- _Exercise goal_
The response should consist of the records that follow, repeated exactly.

- _Source data_
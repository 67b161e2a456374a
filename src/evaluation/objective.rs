//! evaluation::objective — the objective capability and its adapters.
//!
//! Purpose
//! -------
//! Define the [`Objective`] contract consumed by every evaluator and provide
//! the stock implementations: plain closures ([`SimpleObjective`]), argmin
//! cost functions ([`CostFunctionObjective`]), and a diagnostic decorator
//! that logs every evaluation ([`ObjectiveLogger`]).
//!
//! Conventions
//! -----------
//! - Objectives are framed so that **lower values are better**.
//! - A failing evaluation returns `Err(ObjectiveError)`; evaluators record
//!   such a point with the value `+inf`.
//! - Objectives take `&self` so that a single objective can be shared by
//!   several evaluators; implementations that keep counters use atomics.
use std::sync::atomic::{AtomicUsize, Ordering};

use argmin::core::CostFunction;
use log::info;

use crate::evaluation::{
    errors::{ObjectiveError, ObjectiveResult},
    point::Pos,
};

/// Black-box scalar function over a coordinate vector.
///
/// Required:
/// - `objective(&Pos) -> ObjectiveResult<f64>`: evaluate the function at `v`.
///   Lower is better. On failure return a descriptive [`ObjectiveError`]
///   instead of panicking.
///
/// [`ObjectiveError`]: crate::evaluation::errors::ObjectiveError
pub trait Objective {
    fn objective(&self, v: &Pos) -> ObjectiveResult<f64>;
}

impl<O: Objective + ?Sized> Objective for &O {
    fn objective(&self, v: &Pos) -> ObjectiveResult<f64> {
        (**self).objective(v)
    }
}

impl<O: Objective + ?Sized> Objective for Box<O> {
    fn objective(&self, v: &Pos) -> ObjectiveResult<f64> {
        (**self).objective(v)
    }
}

/// Objective backed by an infallible closure `Fn(&Pos) -> f64`.
#[derive(Debug, Clone, Copy)]
pub struct SimpleObjective<F>(pub F);

impl<F: Fn(&Pos) -> f64> Objective for SimpleObjective<F> {
    fn objective(&self, v: &Pos) -> ObjectiveResult<f64> {
        Ok((self.0)(v))
    }
}

/// Exposes an argmin [`CostFunction`] as an [`Objective`].
///
/// The cost is used as-is (argmin minimizes too). Errors raised by the cost
/// function are converted through `From<argmin::core::Error>`; a NaN cost is
/// reported as [`ObjectiveError::NonFinite`].
#[derive(Debug, Clone)]
pub struct CostFunctionObjective<C> {
    pub problem: C,
}

impl<C> CostFunctionObjective<C> {
    pub fn new(problem: C) -> Self {
        Self { problem }
    }
}

impl<C> Objective for CostFunctionObjective<C>
where
    C: CostFunction<Param = Pos, Output = f64>,
{
    fn objective(&self, v: &Pos) -> ObjectiveResult<f64> {
        let value = self.problem.cost(v)?;
        if value.is_nan() {
            return Err(ObjectiveError::NonFinite { value });
        }
        Ok(value)
    }
}

/// Diagnostic decorator: counts evaluations and logs each one at `info`.
///
/// Each record has the form `"<count> <x0> <x1> ... -> <value>"`; failures are
/// logged with the error message instead of the value.
#[derive(Debug)]
pub struct ObjectiveLogger<O> {
    inner: O,
    count: AtomicUsize,
}

impl<O: Objective> ObjectiveLogger<O> {
    pub fn new(inner: O) -> Self {
        Self { inner, count: AtomicUsize::new(0) }
    }

    /// Number of evaluations routed through this decorator so far.
    pub fn count(&self) -> usize {
        self.count.load(Ordering::Relaxed)
    }

    pub fn into_inner(self) -> O {
        self.inner
    }
}

impl<O: Objective> Objective for ObjectiveLogger<O> {
    fn objective(&self, v: &Pos) -> ObjectiveResult<f64> {
        let result = self.inner.objective(v);
        let n = self.count.fetch_add(1, Ordering::Relaxed) + 1;
        let coords = v.iter().map(|x| x.to_string()).collect::<Vec<_>>().join(" ");
        match &result {
            Ok(val) => info!("{n} {coords} -> {val}"),
            Err(e) => info!("{n} {coords} -> failed: {e}"),
        }
        result
    }
}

- _Result below_
repository 67b161e2a456374a
filename src/evaluation/objective.rs
//! evaluation::objective — the objective capability and its adapters.
//!
//! Purpose
//! -------
//! Define the [`Objective`] contract consumed by every evaluator and provide
//! the stock implementations: plain closures ([`SimpleObjective`]), argmin
//! cost functions ([`CostFunctionObjective`]), and a diagnostic decorator
//! that logs every evaluation ([`ObjectiveLogger`]).
//!
//! Conventions
//! -----------
//! - Objectives are framed so that **lower values are better**.
//! - A failing evaluation returns `Err(ObjectiveError)`; evaluators record
//!   such a point with the value `+inf`.
//! - Objectives take `&self` so that a single objective can be shared by
//!   several evaluators; implementations that keep counters use atomics.
use std::sync::atomic::{AtomicUsize, Ordering};

use argmin::core::CostFunction;
use log::info;

use crate::evaluation::{
    errors::{ObjectiveError, ObjectiveResult},
    point::Pos,
};

/// Black-box scalar function over a coordinate vector.
///
/// Required:
/// - `objective(&Pos) -> ObjectiveResult<f64>`: evaluate the function at `v`.
///   Lower is better. On failure return a descriptive [`ObjectiveError`]
///   instead of panicking.
///
/// [`ObjectiveError`]: crate::evaluation::errors::ObjectiveError
pub trait Objective {
    fn objective(&self, v: &Pos) -> ObjectiveResult<f64>;
}

impl<O: Objective + ?Sized> Objective for &O {
    fn objective(&self, v: &Pos) -> ObjectiveResult<f64> {
        (**self).objective(v)
    }
}

impl<O: Objective + ?Sized> Objective for Box<O> {
    fn objective(&self, v: &Pos) -> ObjectiveResult<f64> {
        (**self).objective(v)
    }
}

/// Objective backed by an infallible closure `Fn(&Pos) -> f64`.
#[derive(Debug, Clone, Copy)]
pub struct SimpleObjective<F>(pub F);

impl<F: Fn(&Pos) -> f64> Objective for SimpleObjective<F> {
    fn objective(&self, v: &Pos) -> ObjectiveResult<f64> {
        Ok((self.0)(v))
    }
}

/// Exposes an argmin [`CostFunction`] as an [`Objective`].
///
/// The cost is used as-is (argmin minimizes too). Errors raised by the cost
/// function are converted through `From<argmin::core::Error>`; a NaN cost is
/// reported as [`ObjectiveError::NonFinite`].
#[derive(Debug, Clone)]
pub struct CostFunctionObjective<C> {
    pub problem: C,
}

impl<C> CostFunctionObjective<C> {
    pub fn new(problem: C) -> Self {
        Self { problem }
    }
}

impl<C> Objective for CostFunctionObjective<C>
where
    C: CostFunction<Param = Pos, Output = f64>,
{
    fn objective(&self, v: &Pos) -> ObjectiveResult<f64> {
        let value = self.problem.cost(v)?;
        if value.is_nan() {
            return Err(ObjectiveError::NonFinite { value });
        }
        Ok(value)
    }
}

/// Diagnostic decorator: counts evaluations and logs each one at `info`.
///
/// Each record has the form `"<count> <x0> <x1> ... -> <value>"`; failures are
/// logged with the error message instead of the value.
#[derive(Debug)]
pub struct ObjectiveLogger<O> {
    inner: O,
    count: AtomicUsize,
}

impl<O: Objective> ObjectiveLogger<O> {
    pub fn new(inner: O) -> Self {
        Self { inner, count: AtomicUsize::new(0) }
    }

    /// Number of evaluations routed through this decorator so far.
    pub fn count(&self) -> usize {
        self.count.load(Ordering::Relaxed)
    }

    pub fn into_inner(self) -> O {
        self.inner
    }
}

impl<O: Objective> Objective for ObjectiveLogger<O> {
    fn objective(&self, v: &Pos) -> ObjectiveResult<f64> {
        let result = self.inner.objective(v);
        let n = self.count.fetch_add(1, Ordering::Relaxed) + 1;
        let coords = v.iter().map(|x| x.to_string()).collect::<Vec<_>>().join(" ");
        match &result {
            Ok(val) => info!("{n} {coords} -> {val}"),
            Err(e) => info!("{n} {coords} -> failed: {e}"),
        }
        result
    }
}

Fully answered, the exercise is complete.